Enhancing the development of students’ disciplinary discourse and content learning in science and engineering through a focus on writing: a comparison between approaches at a Swedish and a UK university.
Paper i proceeding, 2017
An Erasmus funded collaboration between Chalmers University and Queen Mary University of London in
2016, involving a one‐week visit by Queen Mary disciplinary and Learning Development/Thinking Writing
staff to Chalmers, enabled us to share practices and approaches in how we support the development of
students’ disciplinary discourse in science and engineering.
In Queen Mary, a funded project known as The Whole Programme Approach to Writing Development has
been focusing on two degree programmes, Mechanical Engineering and Electronic Engineering and
Computer Science. The objective of the project is to investigate writing development across the three years
of the programmes and support innovations that build engineering discourse along a more coherent
trajectory. At Chalmers, there is a long tradition of developing disciplinary discourse at the level of entire
educational programmes. Given that many students start on a BSc‐programme and continue onto an
associated MSc, the ‘programme’ at Chalmers allows for a five‐year sequenced progression for a majority of
the students. There are also a number of students (25%) who enter at the level of the MSc and consequently
experience less of the sequenced progression. Since the BSc section of the programmes is delivered in
Swedish and the MSc is delivered in English, the whole programme approach at Chalmers also needs to
negotiate issues of transferring from L1 to ESL or EFL. The different engineering programmes, therefore,
exemplify different degrees of EMI and some provide more integrated disciplinary discourse development
The symposium will be organised in the form of a dialogue between the two universities to draw out
significant parallels and differences, and how these have been addressed. The dialogue is framed by three
interrelated conceptual configurations: disciplinary practices, contexts, and multimodal texts. Our
engagement with these configurations is influenced by our educational philosophies or theories; the
pedagogical approaches we encounter or use and find to be effective with specialists or students; and the
multimodal artefacts and practices of students and specialists we encounter in the various programmes.

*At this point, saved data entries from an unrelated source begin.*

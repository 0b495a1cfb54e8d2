// SPDX-FileCopyrightText: 2026 Chatsight Contributors
// SPDX-License-Identifier: MIT OR Apache-2.0

//! Alert envelope parsing and normalization.
//!
//! Queue payloads arrive as loosely-shaped JSON. Classification turns them
//! into one tagged [`AlertEvent`] variant per alert kind, with that kind's
//! required fields non-optional, so downstream code never re-checks shapes
//! at runtime.

use chatsight_core::{AlertKind, NewAlert};
use serde::Deserialize;

/// Wire envelope of one queued alert event.
#[derive(Debug, Clone, Deserialize)]
#[serde(rename_all = "camelCase")]
pub struct AlertEnvelope {
    pub event_type: String,
    pub alert: AlertPayload,
}

/// The loose alert payload, before per-kind validation.
#[derive(Debug, Clone, Deserialize)]
#[serde(rename_all = "camelCase")]
pub struct AlertPayload {
    /// Opaque store reference for the session.
    pub session: String,
    /// String identifier of the session.
    pub session_id: String,
    #[serde(rename = "type")]
    pub kind: AlertKind,
    #[serde(default)]
    pub message: Option<String>,
    #[serde(default)]
    pub message_id: Option<String>,
    #[serde(default)]
    pub chat_id: Option<String>,
    /// Unix millis of the triggering event.
    #[serde(default)]
    pub timestamp: Option<i64>,
}

/// A validated alert event with its kind's required fields present.
#[derive(Debug, Clone, PartialEq)]
pub enum AlertEvent {
    Disconnected {
        session_ref: String,
        session_id: String,
        message: Option<String>,
    },
    MessageDeleted {
        session_ref: String,
        session_id: String,
        message_id: String,
        chat_id: String,
        timestamp: i64,
        message: Option<String>,
    },
    MessageEdited {
        session_ref: String,
        session_id: String,
        message_id: String,
        chat_id: String,
        timestamp: i64,
        message: Option<String>,
    },
    ChatRemoved {
        session_ref: String,
        session_id: String,
        chat_id: String,
        timestamp: i64,
        message: Option<String>,
    },
}

/// A payload that failed per-kind validation. Such messages are dropped
/// (ack + warn), never requeued.
#[derive(Debug, Clone, PartialEq)]
pub struct MissingFields {
    pub kind: AlertKind,
    pub missing: Vec<&'static str>,
}

impl std::fmt::Display for MissingFields {
    fn fmt(&self, f: &mut std::fmt::Formatter<'_>) -> std::fmt::Result {
        write!(
            f,
            "{} alert missing required fields: {}",
            self.kind,
            self.missing.join(", ")
        )
    }
}

impl AlertPayload {
    /// Validate the payload against its kind's requirements.
    ///
    /// - `disconnected` needs session + sessionId only (always present
    ///   after deserialization).
    /// - `message_deleted` / `message_edited` need messageId, chatId,
    ///   and timestamp.
    /// - `chat_removed` needs chatId and timestamp.
    pub fn classify(self) -> Result<AlertEvent, MissingFields> {
        let mut missing = Vec::new();
        match self.kind {
            AlertKind::Disconnected => Ok(AlertEvent::Disconnected {
                session_ref: self.session,
                session_id: self.session_id,
                message: self.message,
            }),
            AlertKind::MessageDeleted | AlertKind::MessageEdited => {
                if self.message_id.is_none() {
                    missing.push("messageId");
                }
                if self.chat_id.is_none() {
                    missing.push("chatId");
                }
                if self.timestamp.is_none() {
                    missing.push("timestamp");
                }
                if !missing.is_empty() {
                    return Err(MissingFields {
                        kind: self.kind,
                        missing,
                    });
                }
                let message_id = self.message_id.unwrap();
                let chat_id = self.chat_id.unwrap();
                let timestamp = self.timestamp.unwrap();
                if self.kind == AlertKind::MessageDeleted {
                    Ok(AlertEvent::MessageDeleted {
                        session_ref: self.session,
                        session_id: self.session_id,
                        message_id,
                        chat_id,
                        timestamp,
                        message: self.message,
                    })
                } else {
                    Ok(AlertEvent::MessageEdited {
                        session_ref: self.session,
                        session_id: self.session_id,
                        message_id,
                        chat_id,
                        timestamp,
                        message: self.message,
                    })
                }
            }
            AlertKind::ChatRemoved => {
                if self.chat_id.is_none() {
                    missing.push("chatId");
                }
                if self.timestamp.is_none() {
                    missing.push("timestamp");
                }
                if !missing.is_empty() {
                    return Err(MissingFields {
                        kind: self.kind,
                        missing,
                    });
                }
                Ok(AlertEvent::ChatRemoved {
                    session_ref: self.session,
                    session_id: self.session_id,
                    chat_id: self.chat_id.unwrap(),
                    timestamp: self.timestamp.unwrap(),
                    message: self.message,
                })
            }
        }
    }
}

impl AlertEvent {
    pub fn kind(&self) -> AlertKind {
        match self {
            AlertEvent::Disconnected { .. } => AlertKind::Disconnected,
            AlertEvent::MessageDeleted { .. } => AlertKind::MessageDeleted,
            AlertEvent::MessageEdited { .. } => AlertKind::MessageEdited,
            AlertEvent::ChatRemoved { .. } => AlertKind::ChatRemoved,
        }
    }

    /// Build the alert row, deriving a human-readable body when the
    /// payload did not carry one.
    pub fn into_new_alert(self) -> NewAlert {
        match self {
            AlertEvent::Disconnected {
                session_ref,
                session_id,
                message,
            } => NewAlert {
                kind: AlertKind::Disconnected,
                body: message
                    .unwrap_or_else(|| format!("Session {session_id} disconnected")),
                session_ref,
                session_id,
                chat_id: None,
                message_id: None,
                event_ts: None,
            },
            AlertEvent::MessageDeleted {
                session_ref,
                session_id,
                message_id,
                chat_id,
                timestamp,
                message,
            } => NewAlert {
                kind: AlertKind::MessageDeleted,
                body: message
                    .unwrap_or_else(|| format!("Message deleted in chat {chat_id}")),
                session_ref,
                session_id,
                chat_id: Some(chat_id),
                message_id: Some(message_id),
                event_ts: Some(timestamp),
            },
            AlertEvent::MessageEdited {
                session_ref,
                session_id,
                message_id,
                chat_id,
                timestamp,
                message,
            } => NewAlert {
                kind: AlertKind::MessageEdited,
                body: message
                    .unwrap_or_else(|| format!("Message edited in chat {chat_id}")),
                session_ref,
                session_id,
                chat_id: Some(chat_id),
                message_id: Some(message_id),
                event_ts: Some(timestamp),
            },
            AlertEvent::ChatRemoved {
                session_ref,
                session_id,
                chat_id,
                timestamp,
                message,
            } => NewAlert {
                kind: AlertKind::ChatRemoved,
                body: message.unwrap_or_else(|| format!("Chat {chat_id} removed")),
                session_ref,
                session_id,
                chat_id: Some(chat_id),
                message_id: None,
                event_ts: Some(timestamp),
            },
        }
    }
}

#[cfg(test)]
mod tests {
    use super::*;

    fn envelope(json: &str) -> AlertEnvelope {
        serde_json::from_str(json).expect("envelope should deserialize")
    }

    #[test]
    fn full_message_deleted_payload_classifies() {
        let env = envelope(
            r#"{
                "eventType": "alert",
                "alert": {
                    "session": "65a1b2c3d4e5f60718293a4b",
                    "sessionId": "s1",
                    "type": "message_deleted",
                    "messageId": "m1",
                    "chatId": "c1",
                    "timestamp": 1700000000000
                }
            }"#,
        );
        let event = env.alert.classify().unwrap();
        assert_eq!(
            event,
            AlertEvent::MessageDeleted {
                session_ref: "65a1b2c3d4e5f60718293a4b".into(),
                session_id: "s1".into(),
                message_id: "m1".into(),
                chat_id: "c1".into(),
                timestamp: 1_700_000_000_000,
                message: None,
            }
        );
    }

    #[test]
    fn message_edited_missing_any_required_field_is_rejected() {
        for omit in ["messageId", "chatId", "timestamp"] {
            let mut alert = serde_json::json!({
                "session": "ref",
                "sessionId": "s1",
                "type": "message_edited",
                "messageId": "m1",
                "chatId": "c1",
                "timestamp": 123
            });
            alert.as_object_mut().unwrap().remove(omit);
            let payload: AlertPayload = serde_json::from_value(alert).unwrap();

            let err = payload.classify().unwrap_err();
            assert_eq!(err.kind, AlertKind::MessageEdited);
            assert_eq!(err.missing, vec![omit], "omitting {omit}");
        }
    }

    #[test]
    fn disconnected_needs_only_session_fields() {
        let env = envelope(
            r#"{
                "eventType": "alert",
                "alert": {
                    "session": "ref",
                    "sessionId": "s1",
                    "type": "disconnected"
                }
            }"#,
        );
        let event = env.alert.classify().unwrap();
        assert_eq!(event.kind(), AlertKind::Disconnected);
    }

    #[test]
    fn chat_removed_requires_chat_id_and_timestamp() {
        let payload: AlertPayload = serde_json::from_value(serde_json::json!({
            "session": "ref",
            "sessionId": "s1",
            "type": "chat_removed"
        }))
        .unwrap();
        let err = payload.classify().unwrap_err();
        assert_eq!(err.missing, vec!["chatId", "timestamp"]);
        assert_eq!(
            err.to_string(),
            "chat_removed alert missing required fields: chatId, timestamp"
        );
    }

    #[test]
    fn derived_body_is_used_when_payload_has_no_message() {
        let event = AlertEvent::MessageDeleted {
            session_ref: "ref".into(),
            session_id: "s1".into(),
            message_id: "m1".into(),
            chat_id: "c1".into(),
            timestamp: 5,
            message: None,
        };
        assert_eq!(event.into_new_alert().body, "Message deleted in chat c1");
    }

    #[test]
    fn payload_message_overrides_derived_body() {
        let event = AlertEvent::Disconnected {
            session_ref: "ref".into(),
            session_id: "s1".into(),
            message: Some("Device battery died".into()),
        };
        let alert = event.into_new_alert();
        assert_eq!(alert.body, "Device battery died");
        assert!(alert.chat_id.is_none());
        assert!(alert.event_ts.is_none());
    }

    #[test]
    fn unknown_alert_type_fails_deserialization() {
        let result: Result<AlertPayload, _> = serde_json::from_value(serde_json::json!({
            "session": "ref",
            "sessionId": "s1",
            "type": "session_exploded"
        }));
        assert!(result.is_err());
    }
}
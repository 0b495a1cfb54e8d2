// SPDX-FileCopyrightText: 2026 Chatsight Contributors
// SPDX-License-Identifier: MIT OR Apache-2.0

//! Embedded database migrations using refinery.
//!
//! SQL migration files are compiled into the binary at build time via
//! `embed_migrations!`. Migrations run automatically on database open.

mod embedded {
    use refinery::embed_migrations;
    embed_migrations!("migrations");
}

/// Run all pending migrations against the given connection.
///
/// Refinery tracks applied migrations in its own `refinery_schema_history`
/// table, so this is safe to call on every open.
pub fn run_migrations(conn: &mut rusqlite::Connection) -> Result<(), rusqlite::Error> {
    embedded::migrations::runner()
        .run(conn)
        .map_err(|e| rusqlite::Error::ModuleError(format!("migration failed: {e}")))?;
    Ok(())
}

Drawing on experience in our respective contexts and using joint concept mapping to visualise our activities,
we will offer some of the approaches we have adopted (e.g. social semiotics; constructive alignment;
research‐based learning, genre‐based writing instruction; writing‐to‐learn; and concept mapping) to explore
how they are used in strategic mixes within the various programmes. In our practices, we find our focus
shifting between the three configurations of practices, contexts and texts, sometimes emphasising artefacts,
sometimes practices, sometimes students, sometimes specialists/lecturers, and sometimes the development
of educational material and resources.
We hope to be able to present the audience possible ways towards implementing a whole programme
approach at their respective institutions. However, we also want to highlight the challenges we face and how
we are currently addressing them.
How do your experiences of developing students’ disciplinary discourses and content learning compare with
the ones you have heard about in the presentations?
Do the three broad perspectives of practices, contexts, and texts and the theories and approaches referred
to help in articulating your experience?